My concern is purely technical - a library we just link to would force a 
number of choices, such as input representation (e.g. arrays of char). 
Ideally we should be able to change the library to accept any compatible 
range of any compatible characters.

As a simple example, consider std.algorithm.levenshteinDistance. There 
are plenty of good implementations and initially I just wrote one almost 
identical to the Web lore. However, later I needed to compute 
Levenshtein distances between strings stored in lists (tries, actually). 
Well that doesn't work because the implementation at that time used 
random access s[i] and t[i] all over the place. But it wasn't difficult 
to change the algorithm to work with forward ranges. So now we have one 
of the few Levenshtein distance implementations that work with other 
inputs than arrays. In particular, we work correctly with UTF inputs 
without needing to copy the input, something that I haven't seen 
anywhere else. If you google for ``levenshtein utf'' Google will even 
think the query has a typo.
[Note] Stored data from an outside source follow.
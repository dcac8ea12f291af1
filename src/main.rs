use anyhow::Result;
use appcursor::{
    config::{Config, Theme},
    output::{print_history, print_inventory, print_json, print_profile, print_status, OutputFormat},
    profile, AppService, ScanOutcome,
};
use clap::{Parser, Subcommand};
use indicatif::{ProgressBar, ProgressStyle};
use std::path::PathBuf;
use std::process::ExitCode;
use std::str::FromStr;
use std::time::Duration;
use tracing::info;
use tracing_subscriber::EnvFilter;

/// Exit codes for scripting
mod exit_codes {
    pub const SUCCESS: u8 = 0;
    pub const ERROR: u8 = 1;
    pub const SCAN_FAILED: u8 = 2;
    pub const NOT_FOUND: u8 = 3;
    pub const SEND_FAILED: u8 = 4;
}

#[derive(Parser)]
#[command(name = "appcursor")]
#[command(
    author,
    version,
    about = "Inventory installed applications and serve them over a local HTTP API"
)]
struct Cli {
    #[command(subcommand)]
    command: Commands,
}

#[derive(Subcommand)]
enum Commands {
    /// Run the HTTP API until interrupted
    Serve {
        /// Address to bind
        #[arg(long, default_value = appcursor::server::DEFAULT_HOST)]
        host: String,

        /// Port to bind (defaults to the configured api_port)
        #[arg(short, long)]
        port: Option<u16>,

        /// Start a background scan once the server is up
        #[arg(long)]
        scan: bool,
    },

    /// Collect the installed applications and store them
    Scan {
        /// Output format (table, json)
        #[arg(short, long, default_value = "table")]
        format: String,
    },

    /// List stored applications
    Inventory {
        /// Output format (table, json)
        #[arg(short, long, default_value = "table")]
        format: String,
    },

    /// List recorded scans, newest first
    History {
        /// Output format (table, json)
        #[arg(short, long, default_value = "table")]
        format: String,
    },

    /// Delete one stored application
    DeleteApp {
        /// Application id
        id: i64,
    },

    /// Delete one scan result
    DeleteScan {
        /// Scan result id
        id: i64,
    },

    /// Write the system profile and inventory as JSON
    Export {
        /// Write to file instead of stdout
        #[arg(short, long)]
        output: Option<PathBuf>,
    },

    /// Upload the export document to the configured remote URL
    Send,

    /// Show the system profile
    Profile {
        /// Output format (table, json)
        #[arg(short, long, default_value = "table")]
        format: String,
    },

    /// Show, create or edit the config file
    Config {
        /// Generate default config file
        #[arg(long)]
        init: bool,

        /// Show config file path
        #[arg(long)]
        path: bool,

        /// Set the API port
        #[arg(long)]
        api_port: Option<u16>,

        /// Move the inventory database
        #[arg(long)]
        db_path: Option<PathBuf>,

        /// Set the theme (dark, light, windows98)
        #[arg(long)]
        theme: Option<String>,

        /// Start the API with the application
        #[arg(long)]
        auto_start_api: Option<bool>,

        /// Upload endpoint (http/https); empty clears it
        #[arg(long)]
        remote_url: Option<String>,
    },
}

#[tokio::main]
async fn main() -> ExitCode {
    tracing_subscriber::fmt()
        .with_env_filter(
            EnvFilter::try_from_default_env().unwrap_or_else(|_| EnvFilter::new("appcursor=info")),
        )
        .with_writer(std::io::stderr)
        .init();

    match run().await {
        Ok(code) => ExitCode::from(code),
        Err(e) => {
            eprintln!("Error: {:#}", e);
            ExitCode::from(exit_codes::ERROR)
        }
    }
}

async fn run() -> Result<u8> {
    let cli = Cli::parse();

    match cli.command {
        Commands::Serve { host, port, scan } => serve(&host, port, scan).await,
        Commands::Scan { format } => run_scan(parse_format(&format)?).await,
        Commands::Inventory { format } => {
            let service = AppService::open()?;
            print_inventory(&service.fetch_cached_inventory()?, parse_format(&format)?)?;
            Ok(exit_codes::SUCCESS)
        }
        Commands::History { format } => {
            let service = AppService::open()?;
            let records = service.context().store().fetch_scan_results()?;
            print_history(&records, parse_format(&format)?)?;
            Ok(exit_codes::SUCCESS)
        }
        Commands::DeleteApp { id } => {
            let service = AppService::open()?;
            let removed = service.context().store().delete_application(id)?;
            Ok(report_delete("Application", id, removed))
        }
        Commands::DeleteScan { id } => {
            let service = AppService::open()?;
            let removed = service.context().store().delete_scan_result(id)?;
            Ok(report_delete("Scan result", id, removed))
        }
        Commands::Export { output } => {
            let service = AppService::open()?;
            let document = service.context().export_document().await?;
            match output {
                Some(path) => {
                    document.write_to(&path)?;
                    eprintln!("Export written to: {}", path.display());
                }
                None => print_json(&document)?,
            }
            Ok(exit_codes::SUCCESS)
        }
        Commands::Send => {
            let service = AppService::open()?;
            let outcome = service.context().send_inventory().await?;
            print_json(&outcome)?;
            if outcome.success {
                Ok(exit_codes::SUCCESS)
            } else {
                Ok(exit_codes::SEND_FAILED)
            }
        }
        Commands::Profile { format } => {
            let profile = profile::collect().await;
            print_profile(&profile, parse_format(&format)?)?;
            Ok(exit_codes::SUCCESS)
        }
        Commands::Config {
            init,
            path,
            api_port,
            db_path,
            theme,
            auto_start_api,
            remote_url,
        } => {
            let edits = ConfigEdits {
                api_port,
                db_path,
                theme,
                auto_start_api,
                remote_url,
            };
            handle_config(init, path, edits)?;
            Ok(exit_codes::SUCCESS)
        }
    }
}

fn parse_format(format: &str) -> Result<OutputFormat> {
    OutputFormat::from_str(format).map_err(|e| anyhow::anyhow!(e))
}

async fn serve(host: &str, port: Option<u16>, scan: bool) -> Result<u8> {
    let service = AppService::open()?;
    let outcome = service.start_api(Some(host), port).await?;
    println!("API listening on http://{}/api/v1", outcome.addr());

    if scan {
        match service.context().trigger_scan() {
            Ok(_) => info!("initial scan started"),
            Err(e) => info!(error = %e, "initial scan not started"),
        }
    }

    tokio::signal::ctrl_c().await?;
    info!("shutting down");
    service.close().await?;
    Ok(exit_codes::SUCCESS)
}

async fn run_scan(format: OutputFormat) -> Result<u8> {
    let service = AppService::open()?;
    let is_interactive = format == OutputFormat::Table;

    let progress = if is_interactive {
        let pb = ProgressBar::new_spinner();
        pb.set_style(ProgressStyle::default_spinner().template("{spinner:.green} {msg}")?);
        pb.enable_steady_tick(Duration::from_millis(100));
        pb.set_message("Collecting installed applications...");
        Some(pb)
    } else {
        None
    };

    let outcome = service.run_scan().await;

    if let Some(pb) = progress {
        match &outcome {
            ScanOutcome::Completed { count } => {
                pb.finish_with_message(format!("Stored {} applications", count))
            }
            ScanOutcome::Failed { .. } => pb.finish_with_message("Scan failed"),
            ScanOutcome::Skipped => pb.finish_with_message("Scan skipped"),
        }
    }

    if is_interactive {
        println!();
        print_status(&service.get_status());
        if let ScanOutcome::Failed { message } = &outcome {
            println!();
            println!("Error: {}", message);
        }
    } else {
        print_json(&outcome)?;
    }

    service.close().await?;

    match outcome {
        ScanOutcome::Failed { .. } => Ok(exit_codes::SCAN_FAILED),
        _ => Ok(exit_codes::SUCCESS),
    }
}

fn report_delete(kind: &str, id: i64, removed: usize) -> u8 {
    if removed == 0 {
        eprintln!("{} {} not found.", kind, id);
        exit_codes::NOT_FOUND
    } else {
        println!("{} {} deleted.", kind, id);
        exit_codes::SUCCESS
    }
}

struct ConfigEdits {
    api_port: Option<u16>,
    db_path: Option<PathBuf>,
    theme: Option<String>,
    auto_start_api: Option<bool>,
    remote_url: Option<String>,
}

impl ConfigEdits {
    fn is_empty(&self) -> bool {
        self.api_port.is_none()
            && self.db_path.is_none()
            && self.theme.is_none()
            && self.auto_start_api.is_none()
            && self.remote_url.is_none()
    }
}

fn handle_config(init: bool, show_path: bool, edits: ConfigEdits) -> Result<()> {
    let config_path = Config::config_path();

    if show_path {
        println!("{}", config_path.display());
        return Ok(());
    }

    if init {
        if config_path.exists() {
            println!("Config file already exists at: {}", config_path.display());
            return Ok(());
        }

        let config = Config::default();
        config.save()?;
        println!("Created config file at: {}", config_path.display());
        println!();
        println!("Default configuration:");
        println!("{}", Config::generate_default_config());
        return Ok(());
    }

    if !edits.is_empty() {
        return apply_config_edits(edits);
    }

    // Show current config
    if config_path.exists() {
        let content = std::fs::read_to_string(&config_path)?;
        println!("Config file: {}", config_path.display());
        println!();
        println!("{}", content);
    } else {
        println!("No config file found.");
        println!("Run 'appcursor config --init' to create one.");
        println!();
        println!("Config path: {}", config_path.display());
    }

    Ok(())
}

/// Applies edits through the service setters so the database move and URL
/// validation behave as they do for the API. Port and auto-start only
/// affect a running server, so they are written straight to the file.
fn apply_config_edits(edits: ConfigEdits) -> Result<()> {
    let service = AppService::open()?;

    if let Some(theme) = edits.theme {
        let theme = Theme::from_str(&theme).map_err(|e| anyhow::anyhow!(e))?;
        service.set_theme(theme)?;
    }
    if let Some(url) = edits.remote_url {
        service.set_remote_url(&url)?;
    }
    if let Some(path) = edits.db_path {
        service.set_db_path(path)?;
    }

    if edits.api_port.is_some() || edits.auto_start_api.is_some() {
        let mut config = service.get_config();
        if let Some(port) = edits.api_port {
            config.api_port = port;
        }
        if let Some(enabled) = edits.auto_start_api {
            config.auto_start_api = enabled;
        }
        config.save_to(service.context().config_path())?;
    }

    println!("Config updated: {}", service.context().config_path().display());
    Ok(())
}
Search results include an OCaml 
implementation that copies the input 
(http://en.wikibooks.org/wiki/Algorithm_Implementation/Strings/Levenshtein_distance#OCaml) 
and a Ruby implementation that also copies the input 
(http://rubyforge.org/frs/?group_id=2080&release_id=7389). By using the 
range abstraction, we get to support UTF Levenshtein without significant 
additional implementation effort - the code is very similar to the one 
using indices throughout.

Andrei